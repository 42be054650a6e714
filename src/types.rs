//! Data model shared between the orchestrator, method widgets and the host.

use crate::error::CheckoutError;
use serde::{Deserialize, Serialize};
use std::fmt;
use std::str::FromStr;

/// Identifier of a selectable payment method.
#[derive(Debug, Clone, Copy, PartialEq, Eq, Hash, PartialOrd, Ord, Serialize, Deserialize)]
#[serde(rename_all = "snake_case")]
pub enum PaymentMethodType {
    CreditCard,
    CryptoTron,
}

impl PaymentMethodType {
    pub fn as_str(&self) -> &'static str {
        match self {
            Self::CreditCard => "credit_card",
            Self::CryptoTron => "crypto_tron",
        }
    }
}

impl fmt::Display for PaymentMethodType {
    fn fmt(&self, f: &mut fmt::Formatter<'_>) -> fmt::Result {
        f.write_str(self.as_str())
    }
}

impl FromStr for PaymentMethodType {
    type Err = CheckoutError;

    fn from_str(s: &str) -> Result<Self, Self::Err> {
        match s {
            "credit_card" => Ok(Self::CreditCard),
            "crypto_tron" => Ok(Self::CryptoTron),
            other => Err(CheckoutError::config(format!(
                "Unknown payment method: '{}'",
                other
            ))),
        }
    }
}

#[derive(Debug, Clone, PartialEq, Eq, Serialize, Deserialize)]
#[serde(rename_all = "camelCase")]
pub struct CreditCardData {
    pub card_number: String,
    pub card_holder: String,
    pub expiry: String,
    pub cvv: String,
}

#[derive(Debug, Clone, PartialEq, Eq, Serialize, Deserialize)]
pub struct CryptoTronData {
    pub network: String,
    pub currency: String,
}

/// Field payload extracted from the active method widget.
///
/// Serializes as `{ "method": "<id>", "data": { ... } }`.
#[derive(Debug, Clone, PartialEq, Eq, Serialize, Deserialize)]
#[serde(tag = "method", content = "data", rename_all = "snake_case")]
pub enum PaymentData {
    CreditCard(CreditCardData),
    CryptoTron(CryptoTronData),
}

impl PaymentData {
    pub fn method(&self) -> PaymentMethodType {
        match self {
            Self::CreditCard(_) => PaymentMethodType::CreditCard,
            Self::CryptoTron(_) => PaymentMethodType::CryptoTron,
        }
    }
}

/// Outcome of a widget's local validation.
///
/// Only constructible from an error list, so `valid` always equals
/// `errors.is_empty()`.
#[derive(Debug, Clone, PartialEq, Eq)]
pub struct ValidationResult {
    valid: bool,
    errors: Vec<String>,
}

impl ValidationResult {
    pub fn from_errors(errors: Vec<String>) -> Self {
        Self {
            valid: errors.is_empty(),
            errors,
        }
    }

    pub fn ok() -> Self {
        Self::from_errors(Vec::new())
    }

    pub fn is_valid(&self) -> bool {
        self.valid
    }

    pub fn errors(&self) -> &[String] {
        &self.errors
    }

    pub fn into_errors(self) -> Vec<String> {
        self.errors
    }
}

/// Token returned by the host's prepare callback.
#[derive(Debug, Clone, PartialEq, Eq, Serialize, Deserialize)]
pub struct PrepareResult {
    pub token: String,
}

impl PrepareResult {
    /// Validate the raw value resolved by the prepare callback.
    pub fn from_value(value: &serde_json::Value) -> Result<Self, CheckoutError> {
        let object = value
            .as_object()
            .ok_or_else(|| CheckoutError::validation("Invalid prepare result", vec![]))?;

        match object.get("token").and_then(|t| t.as_str()) {
            Some(token) if !token.trim().is_empty() => Ok(Self {
                token: token.to_string(),
            }),
            _ => Err(CheckoutError::validation(
                "Missing or invalid token in prepare result",
                vec![],
            )),
        }
    }
}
....................
§ ASSIGNMENT:
For every line above that has "enum" in it, copy the line.

§ ANSWER SECTION:
pub enum PaymentMethodType {
pub enum PaymentData {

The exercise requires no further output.